To date, a large number of PET radiotracers for imaging of receptors have been reported. Major radiotracers of this type include: epidermal growth factor receptor (EGFR) human type (HER2), which is associated with poor prognosis in breast cancer; folic acid receptor, associated with malignant proliferation; chemokine receptor, associated with metastasis; glucagon-like peptide-1 (GLP-1) receptor, associated with neuroendocrine tumors; somatostatin receptor; tumor angiogenesis integrin receptor (αvβ3); and vascular endothelial growth factor (VEGF) [42]. A number of these radiotracers have been used in clinical studies.

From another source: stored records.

//! HTTP gateway to GBFS feeds.

use std::collections::HashMap;

use serde::de::DeserializeOwned;

use super::error::GbfsError;
use super::types::DiscoveryDocument;

/// Mapping from feed name (e.g. "station_status") to its fetch URL.
pub type FeedUrls = HashMap<String, String>;

/// Configuration for the GBFS client.
#[derive(Debug, Clone)]
pub struct GbfsClientConfig {
    /// Request timeout in seconds
    pub timeout_secs: u64,
}

impl GbfsClientConfig {
    pub fn new() -> Self {
        Self { timeout_secs: 30 }
    }

    /// Set the request timeout.
    pub fn with_timeout(mut self, secs: u64) -> Self {
        self.timeout_secs = secs;
        self
    }
}

impl Default for GbfsClientConfig {
    fn default() -> Self {
        Self::new()
    }
}

/// Client for public GBFS feeds.
///
/// Wraps one `reqwest::Client` so connections are reused across requests
/// and operators. Cloning is cheap and shares the underlying pool.
/// Feeds are unauthenticated; every fetch is a plain GET with no retries.
#[derive(Debug, Clone)]
pub struct GbfsClient {
    http: reqwest::Client,
}

impl GbfsClient {
    /// Create a new client.
    pub fn new(config: GbfsClientConfig) -> Result<Self, GbfsError> {
        let http = reqwest::Client::builder()
            .timeout(std::time::Duration::from_secs(config.timeout_secs))
            .build()?;

        Ok(Self { http })
    }

    /// Fetch a URL and deserialize the JSON body.
    ///
    /// A non-success status fails with [`GbfsError::Api`]; a body that is
    /// not valid JSON of the expected shape fails with [`GbfsError::Json`].
    pub async fn fetch<T: DeserializeOwned>(&self, url: &str) -> Result<T, GbfsError> {
        tracing::debug!(url, "fetching feed");

        let response = self.http.get(url).send().await?;
        let status = response.status();

        if !status.is_success() {
            let body = response.text().await.unwrap_or_default();
            return Err(GbfsError::Api {
                status: status.as_u16(),
                message: body,
            });
        }

        let body = response.text().await?;

        serde_json::from_str(&body).map_err(|e| GbfsError::Json {
            message: e.to_string(),
        })
    }

    /// Fetch `{base_url}/gbfs.json` and return the feed name → URL map.
    ///
    /// A feed name listed twice keeps its last occurrence.
    pub async fn discover_feeds(&self, base_url: &str) -> Result<FeedUrls, GbfsError> {
        let url = format!("{base_url}/gbfs.json");
        let discovery: DiscoveryDocument = self.fetch(&url).await?;

        let mut urls = FeedUrls::new();
        for feed in discovery.data.en.feeds {
            urls.insert(feed.name, feed.url);
        }

        Ok(urls)
    }
}

#[cfg(test)]
mod tests {
    use super::*;
    use axum::{Json, Router, routing::get};

    #[test]
    fn config_defaults() {
        let config = GbfsClientConfig::new();
        assert_eq!(config.timeout_secs, 30);
        assert_eq!(config.with_timeout(5).timeout_secs, 5);
    }

    /// Serve a router on an ephemeral local port, returning its base URL.
    async fn serve(app: Router) -> String {
        let listener = tokio::net::TcpListener::bind("127.0.0.1:0").await.unwrap();
        let addr = listener.local_addr().unwrap();
        tokio::spawn(async move {
            axum::serve(listener, app).await.unwrap();
        });
        format!("http://{addr}")
    }

    fn client() -> GbfsClient {
        GbfsClient::new(GbfsClientConfig::new()).unwrap()
    }

    #[tokio::test]
    async fn discover_feeds_builds_name_to_url_map() {
        let app = Router::new().route(
            "/gbfs.json",
            get(|| async {
                Json(serde_json::json!({
                    "data": {"en": {"feeds": [
                        {"name": "station_information", "url": "http://example/info.json"},
                        {"name": "station_status", "url": "http://example/status.json"}
                    ]}}
                }))
            }),
        );
        let base = serve(app).await;

        let feeds = client().discover_feeds(&base).await.unwrap();
        assert_eq!(
            feeds.get("station_information").map(String::as_str),
            Some("http://example/info.json")
        );
        assert_eq!(
            feeds.get("station_status").map(String::as_str),
            Some("http://example/status.json")
        );
    }

    #[tokio::test]
    async fn duplicate_feed_names_keep_last_occurrence() {
        let app = Router::new().route(
            "/gbfs.json",
            get(|| async {
                Json(serde_json::json!({
                    "data": {"en": {"feeds": [
                        {"name": "station_status", "url": "http://example/old.json"},
                        {"name": "station_status", "url": "http://example/new.json"}
                    ]}}
                }))
            }),
        );
        let base = serve(app).await;

        let feeds = client().discover_feeds(&base).await.unwrap();
        assert_eq!(
            feeds.get("station_status").map(String::as_str),
            Some("http://example/new.json")
        );
    }

    #[tokio::test]
    async fn missing_discovery_shape_is_an_error() {
        let app = Router::new().route(
            "/gbfs.json",
            get(|| async { Json(serde_json::json!({"data": {}})) }),
        );
        let base = serve(app).await;

        let err = client().discover_feeds(&base).await.unwrap_err();
        assert!(matches!(err, GbfsError::Json { .. }), "got {err:?}");
    }

    #[tokio::test]
    async fn non_success_status_is_an_api_error() {
        let app = Router::new().route(
            "/gbfs.json",
            get(|| async { (axum::http::StatusCode::SERVICE_UNAVAILABLE, "down") }),
        );
        let base = serve(app).await;

        let err = client().discover_feeds(&base).await.unwrap_err();
        match err {
            GbfsError::Api { status, message } => {
                assert_eq!(status, 503);
                assert_eq!(message, "down");
            }
            other => panic!("expected Api error, got {other:?}"),
        }
    }

    #[tokio::test]
    async fn malformed_json_is_a_parse_error() {
        let app = Router::new().route("/gbfs.json", get(|| async { "not json at all" }));
        let base = serve(app).await;

        let err = client().discover_feeds(&base).await.unwrap_err();
        assert!(matches!(err, GbfsError::Json { .. }), "got {err:?}");
    }

    #[tokio::test]
    async fn network_failure_is_an_http_error() {
        // Bind then drop the listener so the port refuses connections.
        let listener = tokio::net::TcpListener::bind("127.0.0.1:0").await.unwrap();
        let addr = listener.local_addr().unwrap();
        drop(listener);

        let err = client()
            .discover_feeds(&format!("http://{addr}"))
            .await
            .unwrap_err();
        assert!(matches!(err, GbfsError::Http(_)), "got {err:?}");
    }
}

1.7.1 Somatostatin Receptors
Somatostatin receptors are G protein-coupled transmembrane proteins that are widely distributed in normal tissues, including those of the central nervous system, pancreas, anterior pituitary, thyroid gland, spleen, gastrointestinal tract, and adrenal gland. There are five somatostatin receptors, of which somatostatin receptor-2 is overexpressed in the majority of malignant tumors, including neuroendocrine cancers, small cell lung cancer, breast cancer, and malignant lymphoma. The endogenous ligand of somatostatin receptors, somatostatin, has two isoforms of 14 and 28 amino acids, both of which demonstrate high binding affinity for somatostatin receptors. Owing to its short half-life in blood (2 min), imaging using somatostatin as a radiotracer is difficult. An analog of somatostatin, octreotide, which is formed from eight amino acid residues, has a longer half-life in blood (1.7 h) and higher metabolic stability than somatostatin. Many PET radiotracers derived from octreotide have been developed. Their chemical structures are illustrated in Fig. 1.6.
Fig. 1.6
PET radiotracers targeting somatostatin receptors: (a) octreotide, (b) [Tyr3]-octreotide, (c) [Tyr3,Thr8]-octreotide, (d) [1-NaI3]-octreotide, and (e) NOC-conjugated 1,4,7,10-tetraazacyclododecane
1.7.2 Integrin Receptor Subtype αvβ3
Angiogenesis is an important process during the proliferation of solid tumors. Cilengitide is a treatment developed to target integrin receptor (subtypes αvβ3 and αvβ5), which attenuates tumor angiogenesis. Almost all PET radiotracers targeting integrins contain the amino acid sequence, arginine-glycine-asparagine (RGD) [45, 46]. The RGD sequence, which is commonly found in extracellular matrix proteins, binds to integrins and shows particularly high affinity for the integrin αv subunit. Representative integrin-targeting PET radiotracers are 18F-, 68Ga-, and 64Cu-labeled compounds, including [18F]galacto-RGD, [18F]fluciclatide (AH111585), [18F]RGD-K5, 64Cu-DOTA-RGD, and 68Ga-NOTA-RGD (Fig. 1.7).